Need to Know: Robotic Cells Promise Higher Efficiency

for Machining Permanent Molds

Anderson Global CEO John McIntrye has set several goals for his Muskegon, MI, company, formerly known as Anderson Pattern Co. One of these is to provide permanent-mold tooling for metalcasters on a global basis using robotic cells that operate 24 hours per day, seven days per week. The way McIntyre sees it, fully automated robotic manufacturing of complex foundry tooling will be required to meet the demands of this industrial sector as it progresses globally, commercialy, and technologically.
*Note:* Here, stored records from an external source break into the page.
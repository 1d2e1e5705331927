use crate::degraded::DegradedSettings;
use crate::pool::PoolStats;
use crate::pressure::{LevelThreshold, PressureLevel, ThresholdScheme};
use crate::stats::CleanupStatistics;
use serde::Serialize;

/// Point-in-time snapshot of the memory subsystem, for status output and
/// telemetry.
#[derive(Debug, Clone, PartialEq, Serialize)]
pub struct MemoryReport {
    pub level: PressureLevel,
    pub degraded: DegradedSettings,
    /// Resident bytes at the last successful sample, if any.
    pub resident_bytes: Option<u64>,
    pub available_bytes: Option<u64>,
    pub total_bytes: Option<u64>,
    pub scheme: ThresholdScheme,
    pub thresholds: Vec<LevelThreshold>,
    pub pools: Vec<PoolStats>,
    pub handlers: Vec<String>,
    pub statistics: CleanupStatistics,
}

impl MemoryReport {
    /// Bytes currently held across all pools.
    pub fn pool_usage_bytes(&self) -> u64 {
        self.pools
            .iter()
            .fold(0u64, |total, pool| total.saturating_add(pool.usage_bytes))
    }

    /// Bytes of headroom before the next activation threshold, or `None`
    /// when usage is unknown or already above the highest threshold.
    pub fn headroom_bytes(&self) -> Option<u64> {
        let resident = self.resident_bytes?;
        self.thresholds
            .iter()
            .find(|threshold| threshold.bytes > resident)
            .map(|threshold| threshold.bytes - resident)
    }
}
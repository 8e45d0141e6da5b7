use axum::{
    extract::{
        ws::{Message, WebSocket, WebSocketUpgrade},
        State,
    },
    response::IntoResponse,
    routing::get,
    Router,
};
use futures::{SinkExt, StreamExt};
use lumen_display_shared::ControlEvent;
use tokio::sync::mpsc;
use tokio_stream::wrappers::BroadcastStream;
use tower_http::{
    cors::CorsLayer,
    services::{ServeDir, ServeFile},
};

use crate::{display::Display, Configuration};

#[derive(Clone)]
struct AppState {
    display: Display,
    events: mpsc::Sender<ControlEvent>,
}

pub(crate) async fn serve_rest_endpoint(
    display: Display,
    events: mpsc::Sender<ControlEvent>,
    config: &Configuration,
) {
    let listener = tokio::net::TcpListener::bind(("0.0.0.0", config.port))
        .await
        .unwrap();
    let app_state = AppState { display, events };

    let app = Router::new()
        .route("/display", get(display_socket))
        .layer(CorsLayer::permissive())
        .nest_service("/logf", ServeFile::new(config.log_location.clone()))
        .nest_service("/", ServeDir::new("../app/dist"))
        .with_state(app_state);

    let _ = axum::serve(listener, app).await;
}

async fn display_socket(ws: WebSocketUpgrade, State(state): State<AppState>) -> impl IntoResponse {
    ws.on_upgrade(move |socket| handle_client(socket, state))
}

async fn handle_client(socket: WebSocket, state: AppState) {
    tracing::debug!("display client connected");
    let (mut sender, mut receiver) = socket.split();

    // Subscribe before replaying so nothing is lost in between; a fresh
    // client first converges to the live screen, then follows the broadcast.
    let updates = BroadcastStream::new(state.display.subscribe());
    for update in state.display.replay().await {
        let Ok(frame) = serde_json::to_string(&update) else {
            continue;
        };
        if sender.send(Message::Text(frame)).await.is_err() {
            return;
        }
    }

    let mut send_task = tokio::spawn(async move {
        let mut updates = updates;
        while let Some(update) = updates.next().await {
            // A lagged client skips updates; the next page push resyncs it.
            let Ok(update) = update else {
                continue;
            };
            let Ok(frame) = serde_json::to_string(&update) else {
                continue;
            };
            if sender.send(Message::Text(frame)).await.is_err() {
                break;
            }
        }
    });

    let events = state.events.clone();
    let mut recv_task = tokio::spawn(async move {
        while let Some(Ok(message)) = receiver.next().await {
            let Message::Text(text) = message else {
                continue;
            };
            match serde_json::from_str::<ControlEvent>(&text) {
                Ok(event) => {
                    let _ = events.send(event).await;
                }
                Err(e) => tracing::warn!("invalid control event: {}", e),
            }
        }
    });

    tokio::select! {
        _ = &mut send_task => recv_task.abort(),
        _ = &mut recv_task => send_task.abort(),
    }
    tracing::debug!("display client disconnected");
}
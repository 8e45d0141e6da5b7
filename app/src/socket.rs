use gloo::events::EventListener;
use lumen_display_shared::{ControlEvent, DisplayUpdate};
use url::Url;
use wasm_bindgen::{JsCast, JsValue};
use web_sys::{MessageEvent, WebSocket};
use yew::Callback;

pub(crate) struct DisplaySocket {
    socket: WebSocket,
    _handlers: Vec<EventListener>,
}

impl DisplaySocket {
    pub(crate) fn open(path: &str, on_update: Callback<DisplayUpdate>) -> Result<Self, JsValue> {
        let href = gloo::utils::window().location().href()?;
        let url = socket_url(&href, path)
            .ok_or_else(|| JsValue::from_str("unable to derive socket url"))?;
        let socket = WebSocket::new(&url)?;

        let mut handlers = Vec::new();

        handlers.push(EventListener::new(&socket, "message", move |event| {
            let Some(message) = event.dyn_ref::<MessageEvent>() else {
                return;
            };
            let Some(text) = message.data().as_string() else {
                return;
            };
            match serde_json::from_str::<DisplayUpdate>(&text) {
                Ok(update) => on_update.emit(update),
                Err(e) => log::warn!("invalid display frame: {}", e),
            }
        }));

        // The device going away mid-session has no client-side recovery, the
        // page is reloaded and the server replays the current screen.
        handlers.push(EventListener::new(&socket, "close", |_| {
            gloo::dialogs::alert("Connection closed");
            let _ = gloo::utils::window().location().reload();
        }));

        handlers.push(EventListener::new(&socket, "error", |event| {
            log::error!("display socket error: {:?}", event);
            gloo::dialogs::alert("Connection error");
        }));

        Ok(Self {
            socket,
            _handlers: handlers,
        })
    }

    pub(crate) fn send(&self, event: &ControlEvent) {
        let frame = match serde_json::to_string(event) {
            Ok(frame) => frame,
            Err(e) => {
                log::error!("unable to encode control event: {}", e);
                return;
            }
        };
        if let Err(e) = self.socket.send_with_str(&frame) {
            log::error!("unable to send control event: {:?}", e);
        }
    }
}

/// ws(s) endpoint derived from the document location, so the frontend works
/// from whatever host and port the device serves it on.
pub(crate) fn socket_url(href: &str, path: &str) -> Option<String> {
    let mut url = Url::parse(href).ok()?;
    let scheme = if url.scheme() == "https" { "wss" } else { "ws" };
    url.set_scheme(scheme).ok()?;
    url.set_path(path);
    url.set_query(None);
    url.set_fragment(None);
    Some(url.to_string())
}
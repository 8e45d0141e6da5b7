use std::collections::HashMap;

use serde::{Deserialize, Serialize};
use serde_json::Value;

/// Element id -> new value. Values stay loosely typed: booleans and numbers
/// drive logic button state, strings carry text or HTML fragments.
pub type ItemMap = HashMap<String, Value>;

/// Server to browser envelope.
#[derive(Serialize, Deserialize, Clone, PartialEq, Debug)]
#[serde(tag = "type", content = "content", rename_all = "lowercase")]
pub enum DisplayUpdate {
    /// Full HTML replacing the visible document.
    Page(String),
    /// In-place patches for single elements.
    Items(ItemMap),
}

/// Browser to server envelope: one user interaction on the current screen.
#[derive(Serialize, Deserialize, Clone, PartialEq, Debug)]
pub struct ControlEvent {
    pub page: String,
    pub id: String,
    pub pressed: bool,
    #[serde(default, skip_serializing_if = "Option::is_none")]
    pub data: Option<HashMap<String, String>>,
}

impl ControlEvent {
    pub fn new(page: &str, id: &str, pressed: bool) -> Self {
        Self {
            page: page.to_string(),
            id: id.to_string(),
            pressed,
            data: None,
        }
    }
}
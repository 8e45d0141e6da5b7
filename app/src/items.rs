use lumen_display_shared::ItemMap;
use serde_json::Value;
use web_sys::Document;

/// Splice incoming item updates into the current page.
///
/// A value lands in one of three places, mirroring what the device can
/// address: a logic button's active state, a value sub-element's text, or
/// the whole element as HTML.
pub(crate) fn apply_items(items: &ItemMap) {
    let document = gloo::utils::document();
    for (id, value) in items {
        update_item(&document, id, value);
    }
}

fn update_item(document: &Document, id: &str, value: &Value) {
    let Some(element) = document.get_element_by_id(id) else {
        // The device may address items the current page does not carry.
        log::warn!("item update for unknown element '{}'", id);
        return;
    };
    if let Ok(Some(button)) = element.query_selector(".btn.logic") {
        let _ = button.class_list().toggle_with_force("active", is_on(value));
    } else if let Ok(Some(target)) = element.query_selector(".value") {
        target.set_text_content(Some(&item_text(value)));
    } else {
        element.set_inner_html(&item_text(value));
    }
}

fn is_on(value: &Value) -> bool {
    match value {
        Value::Bool(on) => *on,
        Value::Number(n) => n.as_f64().map(|n| n != 0.0).unwrap_or(false),
        _ => false,
    }
}

fn item_text(value: &Value) -> String {
    match value {
        Value::String(text) => text.clone(),
        other => other.to_string(),
    }
}
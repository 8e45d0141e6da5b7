use std::path::PathBuf;

use clap::Parser;
use lumen_display_shared::ControlEvent;
use serde::{Deserialize, Serialize};
use tokio::fs::File;
use tokio::io::BufReader;
use tokio::sync::mpsc;

use tokio::io::AsyncReadExt;

use display::Display;
use printer::VirtualPrinter;
use rest::serve_rest_endpoint;

mod display;
mod pages;
mod printer;
mod rest;

#[derive(Serialize, Deserialize, Clone)]
pub(crate) struct Configuration {
    port: u16,
    log_location: PathBuf,
}

#[derive(Parser, Debug)]
#[command(author, version, about, long_about = None)]
struct Args {
    #[arg(short, long, value_name = "FILE")]
    config: PathBuf,
}

impl Args {
    async fn get_config_file(&self) -> Configuration {
        let config = File::open(&self.config).await.unwrap();
        let mut config_file = String::new();
        BufReader::new(config)
            .read_to_string(&mut config_file)
            .await
            .unwrap();
        serde_yaml::from_str::<Configuration>(&config_file).unwrap()
    }
}

#[tokio::main(worker_threads = 2)]
async fn main() {
    tracing_subscriber::fmt()
        .with_env_filter(
            tracing_subscriber::EnvFilter::try_from_default_env()
                .unwrap_or_else(|_| tracing_subscriber::EnvFilter::new("lumen_server=debug")),
        )
        .init();

    let args = Args::parse();
    let config = args.get_config_file().await;

    let display = Display::new();
    let (events_tx, events_rx) = mpsc::channel::<ControlEvent>(100);

    let printer_display = display.clone();
    tokio::task::spawn(async move { VirtualPrinter::new(printer_display, events_rx).run().await });

    serve_rest_endpoint(display, events_tx, &config).await;
}

#[cfg(test)]
mod test {
    use super::*;
    #[tokio::test]
    pub async fn deserializes_sample_config() {
        let config = File::open("config-sample.yaml").await.unwrap();
        let mut config_file = String::new();
        BufReader::new(config)
            .read_to_string(&mut config_file)
            .await
            .unwrap();
        serde_yaml::from_str::<Configuration>(&config_file).unwrap();
    }
}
McIntyre identifies three justifications for a robotic cell to produce foundry tooling: higher utilization of expensive machines dedicated to the cell; automation of non-value-added steps previously done by direct labor; and reduced lead times.

To achieve higher equipment utilization, McIntyre projects that a robotic cell may operate with a spindle up-time of 87% for a CNC machine, versus 40% in a conventional tooling manufacturing plant.

Anderson’s first step in this direction is using an automated cell to machine contours. The contour machining cell will employ 10 high-speed machining centers, one electrical discharge machine (EDM), and one coordinate measuring machine (CMM).

The CNC, CMM, and EDM machines will be controlled by automation software. All controls, machines, robots, and software must be capable of “talking” to each other without translation problems. Also, the cell’s automation system needs to be flexible. The tooling produced may change from job to job, during operation, and some workpieces may be put on hold while other, higher priority jobs are run through the cell.

To accommodate this additional machinery, Anderson Global has purchased a building adjacent to its plant to house its engineering department and the automated machining center. A connector between the buildings will make it possible to move products between the sites. The new installation will be capable of running unmanned, around the clock, tended by a rail-based system of industrial robots.

“A robot will take a workpiece from a storage area and move it to the machine that is calling for it,” says McIntyre. “When the workpiece is done being machined, the robot will return it to the finished-piece section of the storage area.”

Tool changes also will be handled automatically. According to McIntyre the concept follows one implemented by a Canadian manufacturer of plastics injection molds.

McIntyre calls the contour machining cell “the heart of the business, because it creates the shape we sell.” He predicts that quicker throughputs derived from the robotic cell will help Anderson Global to increase sales 75-85%.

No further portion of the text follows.